### Stored dataset items
§

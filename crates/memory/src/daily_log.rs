use std::fs;
use std::io::Write;
use std::path::PathBuf;

use crate::error::{MemoryError, Result};
use crate::markdown::{log_header, parse_log, render_log_line};
use crate::schema::LogEntry;

/// One date-named, append-only Markdown log file.
#[derive(Debug, Clone)]
pub struct DailyLog {
    path: PathBuf,
}

impl DailyLog {
    pub fn new(path: impl Into<PathBuf>) -> Self {
        Self { path: path.into() }
    }

    pub fn append(&self, entry: &LogEntry) -> Result<()> {
        let io_err = |source| {
            MemoryError::persistence(format!("appending to {}", self.path.display()), source)
        };

        if let Some(parent) = self.path.parent() {
            fs::create_dir_all(parent).map_err(io_err)?;
        }

        let is_new = !self.path.exists();
        let mut file = fs::OpenOptions::new()
            .create(true)
            .append(true)
            .open(&self.path)
            .map_err(io_err)?;
        if is_new {
            let label = self
                .path
                .file_stem()
                .map(|stem| stem.to_string_lossy().to_string())
                .unwrap_or_default();
            file.write_all(log_header(&label).as_bytes()).map_err(io_err)?;
        }
        file.write_all(render_log_line(entry).as_bytes())
            .map_err(io_err)?;
        // Flush and fsync so the note survives a crash right after append.
        file.flush().map_err(io_err)?;
        file.sync_all().map_err(io_err)?;
        Ok(())
    }

    /// All entries in file order; a missing file is an empty log.
    pub fn load(&self) -> Result<Vec<LogEntry>> {
        if !self.path.exists() {
            return Ok(Vec::new());
        }
        let raw = fs::read_to_string(&self.path).map_err(|source| {
            MemoryError::persistence(format!("reading {}", self.path.display()), source)
        })?;
        Ok(parse_log(&raw))
    }
}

§

### Exercise requirements
How many of the lines above contain the string "format"? Give the number only.

### Solution to the problem
2